Tessie later confronts Danny about the woman, but Danny avoids the question and instead breaks a plate, hinting at the onset of domestic abuse. Meanwhile, Amboy and his friends face bullying from local teenagers who vandalize his bike. In retaliation, Amboy loosens the tires of a thug's car. Later, Danny confesses to Tessie that he was forced to resign by his boss over to sue him for stealing the debts from his job. They are then confronted by the thug's father, who blames Amboy for the car damage. To assert control, Danny punishes Amboy in front of the neighborhood, leaving Tessie in shock, and ending with Amboy sustaining bruises on his eye.
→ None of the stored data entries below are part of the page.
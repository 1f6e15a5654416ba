//! Error types for the SMTP server

use std::io;

use lettre::address::AddressError;
use thiserror::Error;

/// Error returned by a message handler.
pub type HandlerError = Box<dyn std::error::Error + Send + Sync>;

/// Errors raised by the transaction state while a mail transaction is in progress
#[derive(Error, Debug)]
pub enum SessionError {
    #[error("Invalid address {address:?}")]
    AddressParse {
        address: String,
        #[source]
        source: AddressError,
    },

    #[error("Failed to read message body")]
    BodyRead(#[source] io::Error),

    #[error("No message handler configured")]
    MissingHandler,

    #[error("Message rejected by handler: {0}")]
    Handler(#[source] HandlerError),
}

/// A rejection chosen by a message handler.
///
/// Returning this from a handler makes the server answer the DATA command
/// with the given reply code instead of the generic `554`.
#[derive(Error, Debug, Clone, PartialEq, Eq)]
#[error("{code} {message}")]
pub struct Rejection {
    pub code: String,
    pub message: String,
}

impl Rejection {
    /// Create a rejection with an SMTP reply code such as `"550"`
    pub fn new(code: &str, message: &str) -> Self {
        Self {
            code: code.to_owned(),
            message: message.to_owned(),
        }
    }
}

#[derive(Error, Debug)]
pub enum SmtpError {
    #[error("IO error: {0}")]
    Io(#[from] io::Error),

    #[error("Invalid command")]
    InvalidCommand,

    #[error("Invalid state for command")]
    InvalidState(String),

    #[error("Invalid syntax")]
    InvalidSyntax(String),

    #[error("Line too long (max {max} characters)")]
    LineTooLong { max: usize },

    #[error("Path too long (max {max} characters)")]
    PathTooLong { max: usize },

    #[error("Too many recipients (max {max})")]
    TooManyRecipients { max: usize },

    #[error("Too much mail data (max {max} bytes)")]
    TooMuchData { max: usize },

    #[error("Domain name too long (max {max} characters)")]
    DomainTooLong { max: usize },

    #[error("User name too long (max {max} characters)")]
    UserTooLong { max: usize },

    #[error(transparent)]
    Session(#[from] SessionError),
}

/// SMTP size limits as defined in RFC 821
pub struct SmtpLimits;

impl SmtpLimits {
    /// Maximum length of a user name
    pub const USER_MAX_LENGTH: usize = 64;

    /// Maximum length of a domain name
    pub const DOMAIN_MAX_LENGTH: usize = 64;

    /// Maximum length of a path (reverse-path or forward-path)
    pub const PATH_MAX_LENGTH: usize = 256;

    /// Maximum length of a command line including CRLF
    pub const COMMAND_LINE_MAX_LENGTH: usize = 512;

    /// Maximum length of a reply line including CRLF
    pub const REPLY_LINE_MAX_LENGTH: usize = 512;

    /// Maximum length of a text line including CRLF
    pub const TEXT_LINE_MAX_LENGTH: usize = 1000;

    /// Maximum number of recipients per message
    pub const MAX_RECIPIENTS: usize = 100;

    /// Maximum total size of email data (reasonable limit for in-memory storage)
    pub const MAX_DATA_SIZE: usize = 10 * 1024 * 1024; // 10MB
}

/// Maps SMTP errors to appropriate response codes
impl SmtpError {
    /// The SMTP reply code reported to the client for this error
    pub fn to_response_code(&self) -> &str {
        match self {
            SmtpError::Io(_) => "421",
            SmtpError::InvalidCommand => "500",
            SmtpError::InvalidState(_) => "503",
            SmtpError::InvalidSyntax(_) => "501",
            SmtpError::LineTooLong { .. } => "500",
            SmtpError::PathTooLong { .. } => "501",
            SmtpError::TooManyRecipients { .. } => "552",
            SmtpError::TooMuchData { .. } => "552",
            SmtpError::DomainTooLong { .. } => "501",
            SmtpError::UserTooLong { .. } => "501",
            SmtpError::Session(err) => match err {
                SessionError::AddressParse { .. } => "501",
                SessionError::BodyRead(io_err) => match limit_error(io_err) {
                    Some(limit) => limit.to_response_code(),
                    None => "451",
                },
                SessionError::MissingHandler => "451",
                SessionError::Handler(handler_err) => match handler_err.downcast_ref::<Rejection>()
                {
                    Some(rejection) => rejection.code.as_str(),
                    None => "554",
                },
            },
        }
    }

    /// The reply text that goes with [`SmtpError::to_response_code`]
    pub fn to_response_message(&self) -> String {
        match self {
            SmtpError::Io(_) => "Service not available".to_string(),
            SmtpError::InvalidCommand => "Syntax error, command unrecognized".to_string(),
            SmtpError::InvalidState(msg) => format!("Bad sequence of commands: {msg}"),
            SmtpError::InvalidSyntax(msg) => format!("Syntax error: {msg}"),
            SmtpError::LineTooLong { max } => format!("Line too long (max {max} characters)"),
            SmtpError::PathTooLong { max } => format!("Path too long (max {max} characters)"),
            SmtpError::TooManyRecipients { max } => format!("Too many recipients (max {max})"),
            SmtpError::TooMuchData { max } => format!("Too much mail data (max {max} bytes)"),
            SmtpError::DomainTooLong { max } => {
                format!("Domain name too long (max {max} characters)")
            }
            SmtpError::UserTooLong { max } => {
                format!("User name too long (max {max} characters)")
            }
            SmtpError::Session(err) => match err {
                SessionError::AddressParse { address, .. } => {
                    format!("Syntax error in address <{address}>")
                }
                SessionError::BodyRead(io_err) => match limit_error(io_err) {
                    Some(limit) => limit.to_response_message(),
                    None => "Requested action aborted: error reading message".to_string(),
                },
                SessionError::MissingHandler => {
                    "Requested action aborted: local error in processing".to_string()
                }
                SessionError::Handler(handler_err) => match handler_err.downcast_ref::<Rejection>()
                {
                    Some(rejection) => rejection.message.clone(),
                    None => format!("Transaction failed: {handler_err}"),
                },
            },
        }
    }
}

/// Returns the limit violation carried by an I/O error raised while reading DATA
fn limit_error(err: &io::Error) -> Option<&SmtpError> {
    err.get_ref()?.downcast_ref::<SmtpError>()
}
//! Reader for the dot-terminated payload of the DATA command

use std::io::{self, BufRead, Read};

use crate::smtp::error::{SmtpError, SmtpLimits};

/// Streams the message sent after `354`, up to the terminating `.` line.
///
/// Lines are delivered with CRLF endings and leading dots unstuffed. When a
/// line or the whole message exceeds [`SmtpLimits`] the reader returns an
/// error wrapping the [`SmtpError`], then silently discards the rest of the
/// payload so the connection stays in sync.
#[derive(Debug)]
pub struct DataReader<'a, R> {
    inner: &'a mut R,
    line: Vec<u8>,
    pending: Vec<u8>,
    offset: usize,
    size: usize,
    done: bool,
    discarding: bool,
}

impl<'a, R: BufRead> DataReader<'a, R> {
    /// Start reading a payload from `inner`, positioned just after the `354` reply
    pub fn new(inner: &'a mut R) -> Self {
        Self {
            inner,
            line: Vec::new(),
            pending: Vec::new(),
            offset: 0,
            size: 0,
            done: false,
            discarding: false,
        }
    }

    /// Whether the terminating `.` line has been read
    pub fn is_done(&self) -> bool {
        self.done
    }

    /// Consume whatever is left of the payload
    pub fn drain(&mut self) -> io::Result<u64> {
        io::copy(self, &mut io::sink())
    }

    /// Read the next line into `pending`; returns false at the end of the payload
    fn fill(&mut self) -> io::Result<bool> {
        while !self.done {
            self.line.clear();
            // one extra byte for a stuffed leading dot
            let (read, overlong) = read_bounded_line(
                self.inner,
                &mut self.line,
                SmtpLimits::TEXT_LINE_MAX_LENGTH + 1,
            )?;
            if read == 0 {
                self.done = true;
                return Err(io::Error::new(
                    io::ErrorKind::UnexpectedEof,
                    "connection closed during DATA",
                ));
            }

            let mut line = self.line.as_slice();
            line = line.strip_suffix(b"\n").unwrap_or(line);
            line = line.strip_suffix(b"\r").unwrap_or(line);

            if line == b"." {
                self.done = true;
                return Ok(false);
            }
            if self.discarding {
                continue;
            }
            if overlong {
                return Err(self.limit_exceeded(SmtpError::LineTooLong {
                    max: SmtpLimits::TEXT_LINE_MAX_LENGTH,
                }));
            }

            let line = line.strip_prefix(b".").unwrap_or(line);
            let line_size = line.len() + 2;
            if line_size > SmtpLimits::TEXT_LINE_MAX_LENGTH {
                return Err(self.limit_exceeded(SmtpError::LineTooLong {
                    max: SmtpLimits::TEXT_LINE_MAX_LENGTH,
                }));
            }
            if self.size + line_size > SmtpLimits::MAX_DATA_SIZE {
                return Err(self.limit_exceeded(SmtpError::TooMuchData {
                    max: SmtpLimits::MAX_DATA_SIZE,
                }));
            }

            self.size += line_size;
            self.pending.clear();
            self.pending.extend_from_slice(line);
            self.pending.extend_from_slice(b"\r\n");
            self.offset = 0;
            return Ok(true);
        }
        Ok(false)
    }

    fn limit_exceeded(&mut self, err: SmtpError) -> io::Error {
        self.discarding = true;
        io::Error::new(io::ErrorKind::InvalidData, err)
    }
}

impl<R: BufRead> Read for DataReader<'_, R> {
    fn read(&mut self, buf: &mut [u8]) -> io::Result<usize> {
        if self.offset >= self.pending.len() && !self.fill()? {
            return Ok(0);
        }

        let available = &self.pending[self.offset..];
        let n = available.len().min(buf.len());
        buf[..n].copy_from_slice(&available[..n]);
        self.offset += n;
        Ok(n)
    }
}

/// Read one line into `buf`, keeping at most `limit` bytes of it.
///
/// Returns the number of bytes consumed from `reader` and whether the line
/// was longer than `limit`. The remainder of an over-long line is consumed
/// without being buffered.
pub(crate) fn read_bounded_line<R: BufRead>(
    reader: &mut R,
    buf: &mut Vec<u8>,
    limit: usize,
) -> io::Result<(usize, bool)> {
    let read = reader.by_ref().take(limit as u64).read_until(b'\n', buf)?;
    if read < limit || buf.ends_with(b"\n") {
        return Ok((read, false));
    }

    let mut skipped = 0;
    loop {
        let available = reader.fill_buf()?;
        if available.is_empty() {
            break;
        }
        match available.iter().position(|&b| b == b'\n') {
            Some(pos) => {
                reader.consume(pos + 1);
                skipped += pos + 1;
                break;
            }
            None => {
                let n = available.len();
                reader.consume(n);
                skipped += n;
            }
        }
    }
    Ok((read + skipped, true))
}

#[cfg(test)]
mod tests {
    use super::*;
    use std::io::Cursor;

    fn read_all(input: &str) -> (io::Result<String>, Cursor<Vec<u8>>) {
        let mut cursor = Cursor::new(input.as_bytes().to_vec());
        let mut reader = DataReader::new(&mut cursor);
        let mut body = String::new();
        let result = reader.read_to_string(&mut body).map(|_| body);
        (result, cursor)
    }

    #[test]
    fn test_reads_until_terminator() {
        let (body, mut rest) = read_all("Subject: Test\r\n\r\nHello\r\n.\r\nQUIT\r\n");
        assert_eq!(body.unwrap(), "Subject: Test\r\n\r\nHello\r\n");

        let mut remaining = String::new();
        rest.read_to_string(&mut remaining).unwrap();
        assert_eq!(remaining, "QUIT\r\n");
    }

    #[test]
    fn test_bare_lf_lines_become_crlf() {
        let (body, _) = read_all("Subject: Test\n\nHello\n.\n");
        assert_eq!(body.unwrap(), "Subject: Test\r\n\r\nHello\r\n");
    }

    #[test]
    fn test_dot_unstuffing() {
        let (body, _) = read_all("..leading dot\r\n.\r\n");
        assert_eq!(body.unwrap(), ".leading dot\r\n");
    }

    #[test]
    fn test_empty_message() {
        let (body, _) = read_all(".\r\n");
        assert_eq!(body.unwrap(), "");
    }

    #[test]
    fn test_unexpected_eof() {
        let (body, _) = read_all("Subject: Test\r\n");
        assert_eq!(body.unwrap_err().kind(), io::ErrorKind::UnexpectedEof);
    }

    #[test]
    fn test_bounded_line_keeps_at_most_limit() {
        let input = format!("{}\r\nNEXT\r\n", "a".repeat(100_000));
        let mut cursor = Cursor::new(input.into_bytes());
        let mut buf = Vec::new();

        let (read, overlong) = read_bounded_line(&mut cursor, &mut buf, 16).unwrap();
        assert!(overlong);
        assert_eq!(read, 100_002);
        assert_eq!(buf.len(), 16);

        buf.clear();
        let (read, overlong) = read_bounded_line(&mut cursor, &mut buf, 16).unwrap();
        assert!(!overlong);
        assert_eq!(read, 6);
        assert_eq!(buf, b"NEXT\r\n");
    }

    #[test]
    fn test_bounded_line_exact_fit() {
        let mut cursor = Cursor::new(b"abc\r\n".to_vec());
        let mut buf = Vec::new();
        assert_eq!(read_bounded_line(&mut cursor, &mut buf, 5).unwrap(), (5, false));
        assert_eq!(buf, b"abc\r\n");
    }

    #[test]
    fn test_unterminated_huge_line_is_rejected() {
        let input = format!("{}\r\n.\r\nQUIT\r\n", "x".repeat(1_000_000));
        let mut cursor = Cursor::new(input.into_bytes());
        let mut reader = DataReader::new(&mut cursor);

        let err = reader.read_to_end(&mut Vec::new()).unwrap_err();
        let inner = err.get_ref().unwrap().downcast_ref::<SmtpError>();
        assert!(matches!(inner, Some(SmtpError::LineTooLong { .. })));
        assert!(reader.line.capacity() <= 4 * SmtpLimits::TEXT_LINE_MAX_LENGTH);

        reader.drain().unwrap();
        let mut remaining = String::new();
        cursor.read_to_string(&mut remaining).unwrap();
        assert_eq!(remaining, "QUIT\r\n");
    }

    #[test]
    fn test_line_too_long_discards_rest() {
        let long_line = "a".repeat(SmtpLimits::TEXT_LINE_MAX_LENGTH);
        let input = format!("{long_line}\r\nmore\r\n.\r\nNOOP\r\n");
        let mut cursor = Cursor::new(input.into_bytes());
        let mut reader = DataReader::new(&mut cursor);

        let err = reader.read_to_end(&mut Vec::new()).unwrap_err();
        assert_eq!(err.kind(), io::ErrorKind::InvalidData);
        let inner = err.get_ref().unwrap().downcast_ref::<SmtpError>();
        assert!(matches!(inner, Some(SmtpError::LineTooLong { .. })));

        assert!(!reader.is_done());
        assert_eq!(reader.drain().unwrap(), 0);
        assert!(reader.is_done());

        let mut remaining = String::new();
        cursor.read_to_string(&mut remaining).unwrap();
        assert_eq!(remaining, "NOOP\r\n");
    }
}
Danny has become a jobless, violent, and alcoholic man, while Tessie works at a restaurant. Soon, they learn from an organization that Tessie's father, Michael Dahoff, has returned to the country. Amboy reunites with Michael, who is now married with four children in Baltimore, Maryland. While Amboy is excited to receive gifts from his father, Tessie refuses them due to her resentment over being abandoned. Tensions rise when Danny steals money that Tessie received from Michael, leading to a violent confrontation where Amboy attacks Danny. The fight escalates, and Tessie ends up with bruises. Amboy suggests expelling Danny or running away, but Tessie fears Danny's potential revenge. When Amboy expresses his desire to live with Michael in the U.S., Tessie blames him for her struggles, prompting Amboy to consider leaving. However, Michael is hesitant to take Amboy without a valid reason. Before Amboy leaves, Michael gives him some money and promises to see him again, leaving Amboy feeling sad but accepting of the situation.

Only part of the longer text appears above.